In many cell types, transfer of Ca2+ released via ryanodine receptors (RyR) to the mitochondrial matrix is locally supported by high [Ca2+] microdomains at close contacts between the sarcoplasmic reticulum (SR) and mitochondria. Here we studied whether the close contacts were secured via direct physical coupling in cardiac muscle using isolated rat heart mitochondria (RHMs). "Immuno-organelle chemistry" revealed RyR2 and calsequestrin-positive SR particles associated with mitochondria in both crude and Percoll-purified "heavy" mitochondrial fractions (cRHM and pRHM), to a smaller extent in the latter one. Mitochondria-associated vesicles were also visualized by electron microscopy in the RHMs.
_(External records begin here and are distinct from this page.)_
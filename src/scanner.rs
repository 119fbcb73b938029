//! Streaming lexer.
//!
//! [`Scanner`] walks the source bytes once and yields `Result<Token>` items,
//! ending with exactly one `EOF` token. A lexical error is yielded in place
//! of the offending token and scanning resumes after it, so `tokenize` can
//! report every bad character; [`Scanner::scan_all`] instead stops at the
//! first one.
//!
//! Keywords come from a compile‑time perfect‑hash map; comments and string
//! bodies are skipped with `memchr`.
//!
//! ```rust
//! use rlox::scanner::Scanner;
//!
//! let tokens = Scanner::new("print 1 % 2; // remainder").scan_all().unwrap();
//! assert_eq!(tokens.len(), 6);
//! ```

use std::iter::FusedIterator;

use log::{debug, info, trace};
use memchr::{memchr, memchr_iter};
use phf::phf_map;

use crate::error::{LoxError, Result};
use crate::token::{Token, TokenType};

static KEYWORDS: phf::Map<&'static [u8], TokenType> = phf_map! {
    b"and"      => TokenType::AND,
    b"break"    => TokenType::BREAK,
    b"class"    => TokenType::CLASS,
    b"continue" => TokenType::CONTINUE,
    b"else"     => TokenType::ELSE,
    b"false"    => TokenType::FALSE,
    b"for"      => TokenType::FOR,
    b"fun"      => TokenType::FUN,
    b"if"       => TokenType::IF,
    b"nil"      => TokenType::NIL,
    b"or"       => TokenType::OR,
    b"print"    => TokenType::PRINT,
    b"return"   => TokenType::RETURN,
    b"super"    => TokenType::SUPER,
    b"this"     => TokenType::THIS,
    b"trait"    => TokenType::TRAIT,
    b"true"     => TokenType::TRUE,
    b"var"      => TokenType::VAR,
    b"while"    => TokenType::WHILE,
    b"with"     => TokenType::WITH,
};

pub struct Scanner<'a> {
    text: &'a str,
    src: &'a [u8],
    /// First byte of the lexeme being scanned.
    start: usize,
    /// Next byte to examine.
    pos: usize,
    line: usize,
    eof_emitted: bool,
}

impl<'a> Scanner<'a> {
    pub fn new(text: &'a str) -> Self {
        info!("Scanner created over {} bytes", text.len());

        Self {
            text,
            src: text.as_bytes(),
            start: 0,
            pos: 0,
            line: 1,
            eof_emitted: false,
        }
    }

    /// Scan the whole input, stopping at the first lexical error.
    pub fn scan_all(self) -> Result<Vec<Token>> {
        self.collect()
    }

    fn at_end(&self) -> bool {
        self.pos >= self.src.len()
    }

    fn bump(&mut self) -> u8 {
        let b = self.src[self.pos];
        self.pos += 1;
        b
    }

    /// Byte `ahead` positions past the cursor, `0` beyond the input.
    fn look(&self, ahead: usize) -> u8 {
        self.src.get(self.pos + ahead).copied().unwrap_or(0)
    }

    fn eat(&mut self, expected: u8) -> bool {
        let hit = self.look(0) == expected;
        if hit {
            self.pos += 1;
        }
        hit
    }

    fn eat_while(&mut self, pred: impl Fn(u8) -> bool) {
        while !self.at_end() && pred(self.look(0)) {
            self.pos += 1;
        }
    }

    /// `long` if the next byte is `second`, else `short`.
    fn pick(&mut self, second: u8, long: TokenType, short: TokenType) -> TokenType {
        if self.eat(second) {
            long
        } else {
            short
        }
    }

    fn lexeme(&self) -> &'a str {
        &self.text[self.start..self.pos]
    }

    /// Scan from `start`. `Ok(None)` means whitespace or a comment was
    /// consumed and nothing should be emitted.
    fn scan_token(&mut self) -> Result<Option<TokenType>> {
        let kind = match self.bump() {
            b'(' => TokenType::LEFT_PAREN,
            b')' => TokenType::RIGHT_PAREN,
            b'{' => TokenType::LEFT_BRACE,
            b'}' => TokenType::RIGHT_BRACE,
            b',' => TokenType::COMMA,
            b'.' => TokenType::DOT,
            b'-' => TokenType::MINUS,
            b'+' => TokenType::PLUS,
            b';' => TokenType::SEMICOLON,
            b'*' => TokenType::STAR,
            b'%' => TokenType::PERCENT,
            b'?' => TokenType::QUESTION,
            b':' => TokenType::COLON,

            b'!' => self.pick(b'=', TokenType::BANG_EQUAL, TokenType::BANG),
            b'=' => self.pick(b'=', TokenType::EQUAL_EQUAL, TokenType::EQUAL),
            b'<' => self.pick(b'=', TokenType::LESS_EQUAL, TokenType::LESS),
            b'>' => self.pick(b'=', TokenType::GREATER_EQUAL, TokenType::GREATER),

            b'/' if self.eat(b'/') => {
                self.pos = memchr(b'\n', &self.src[self.pos..])
                    .map_or(self.src.len(), |offset| self.pos + offset);
                return Ok(None);
            }
            b'/' => TokenType::SLASH,

            b' ' | b'\r' | b'\t' => return Ok(None),
            b'\n' => {
                self.line += 1;
                return Ok(None);
            }

            b'"' => self.string()?,
            b'0'..=b'9' => self.number(),
            b'a'..=b'z' | b'A'..=b'Z' | b'_' => self.identifier(),

            _ => {
                // Keep the cursor on a char boundary for multi‑byte input.
                while !self.text.is_char_boundary(self.pos) {
                    self.pos += 1;
                }

                return Err(LoxError::lex(
                    self.line,
                    format!("Unexpected character: {}", self.lexeme()),
                ));
            }
        };

        Ok(Some(kind))
    }

    /// Strings may span lines; the token carries the line of its closing
    /// quote.
    fn string(&mut self) -> Result<TokenType> {
        let rest = &self.src[self.pos..];

        let Some(close) = memchr(b'"', rest) else {
            self.line += memchr_iter(b'\n', rest).count();
            self.pos = self.src.len();
            return Err(LoxError::lex(self.line, "Unterminated string."));
        };

        self.line += memchr_iter(b'\n', &rest[..close]).count();

        let body = &self.text[self.pos..self.pos + close];
        self.pos += close + 1;

        Ok(TokenType::STRING(body.to_owned()))
    }

    fn number(&mut self) -> TokenType {
        self.eat_while(|b| b.is_ascii_digit());

        if self.look(0) == b'.' && self.look(1).is_ascii_digit() {
            self.pos += 1;
            self.eat_while(|b| b.is_ascii_digit());
        }

        // Digits with at most one interior dot always parse.
        TokenType::NUMBER(self.lexeme().parse().unwrap_or(0.0))
    }

    fn identifier(&mut self) -> TokenType {
        self.eat_while(|b| b.is_ascii_alphanumeric() || b == b'_');

        KEYWORDS
            .get(self.lexeme().as_bytes())
            .cloned()
            .unwrap_or(TokenType::IDENTIFIER)
    }
}

impl<'a> Iterator for Scanner<'a> {
    type Item = Result<Token>;

    fn next(&mut self) -> Option<Self::Item> {
        loop {
            if self.at_end() {
                if self.eof_emitted {
                    return None;
                }
                self.eof_emitted = true;
                trace!("Reached end of input on line {}", self.line);
                return Some(Ok(Token::new(TokenType::EOF, "", self.line)));
            }

            self.start = self.pos;

            match self.scan_token() {
                Ok(Some(kind)) => {
                    debug!("Scanned {:?} on line {}", kind, self.line);
                    return Some(Ok(Token::new(kind, self.lexeme(), self.line)));
                }
                Ok(None) => continue,
                Err(e) => return Some(Err(e)),
            }
        }
    }
}

impl<'a> FusedIterator for Scanner<'a> {}
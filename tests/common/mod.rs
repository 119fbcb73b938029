#![allow(dead_code)]

use std::cell::RefCell;
use std::io::{self, Write};
use std::rc::Rc;

use rlox::error::{Diagnostic, LoxError};
use rlox::interpreter::Interpreter;

/// An in‑memory `Write` whose contents stay readable after the interpreter
/// takes ownership of a clone.
#[derive(Clone, Default)]
pub struct Sink(Rc<RefCell<Vec<u8>>>);

impl Sink {
    pub fn contents(&self) -> String {
        String::from_utf8_lossy(&self.0.borrow()).into_owned()
    }
}

impl Write for Sink {
    fn write(&mut self, buf: &[u8]) -> io::Result<usize> {
        self.0.borrow_mut().extend_from_slice(buf);
        Ok(buf.len())
    }

    fn flush(&mut self) -> io::Result<()> {
        Ok(())
    }
}

/// Interpreter wired to two fresh sinks: `(interpreter, stdout, stderr)`.
pub fn interpreter() -> (Interpreter, Sink, Sink) {
    let out = Sink::default();
    let err = Sink::default();
    let interpreter = Interpreter::with_output(Box::new(out.clone()), Box::new(err.clone()));

    (interpreter, out, err)
}

/// Run `source` in a fresh interpreter and return what it printed.
pub fn run_ok(source: &str) -> String {
    let (mut interpreter, out, _) = interpreter();

    if let Err(e) = interpreter.run(source) {
        panic!("program failed: {e}\nprinted so far:\n{}", out.contents());
    }

    out.contents()
}

/// Run `source` expecting failure; returns the error and what was printed
/// before it.
pub fn run_err(source: &str) -> (LoxError, String) {
    let (mut interpreter, out, _) = interpreter();

    match interpreter.run(source) {
        Ok(_) => panic!("program succeeded:\n{}", out.contents()),
        Err(e) => (e, out.contents()),
    }
}

/// Messages of the error diagnostics in a failed resolve pass.
pub fn resolve_errors(error: &LoxError) -> Vec<String> {
    match error {
        LoxError::Resolve { diagnostics } => diagnostics
            .iter()
            .filter(|d| d.is_error())
            .map(|d| d.message.clone())
            .collect(),
        other => panic!("expected a resolve error, got: {other}"),
    }
}

pub fn warning_messages(warnings: &[Diagnostic]) -> Vec<String> {
    warnings.iter().map(|w| w.message.clone()).collect()
}

/// Message of a runtime error.
pub fn runtime_message(error: &LoxError) -> String {
    match error {
        LoxError::Runtime(e) => e.message.clone(),
        other => panic!("expected a runtime error, got: {other}"),
    }
}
Western blot analysis detected greatly reduced presence of SR markers (calsequestrin, SERCA2a, and phospholamban) in pRHM, suggesting that the mitochondria-associated particles represented a small subfraction of the SR. Fluorescence calcium imaging in rhod2-loaded cRHM revealed mitochondrial matrix [Ca2+] ([Ca 2+]m) responses to caffeine-induced Ca2+ release that were prevented when thapsigargin was added to predeplete the SR or by mitochondrial Ca2+ uptake inhibitors. Importantly, caffeine failed to increase [Ca2+] in the large volume of the incubation medium, suggesting that local Ca2+ transfer between the SR particles and mitochondria mediated the [Ca2+]m signal. Despite the substantially reduced SR presence, pRHM still displayed a caffeine-induced [Ca 2+]m rise comparable with the one recorded in cRHM. Thus, a relatively small fraction of the total SR is physically coupled and transfers Ca2+ locally to the mitochondria in cardiac muscle. The transferred Ca2+ stimulates dehydrogenase activity and affects mitochondrial membrane permeabilization, indicating the broad significance of the physical coupling in mitochondrial function. © 2008 by The American Society for Biochemistry and Molecular Biology, Inc.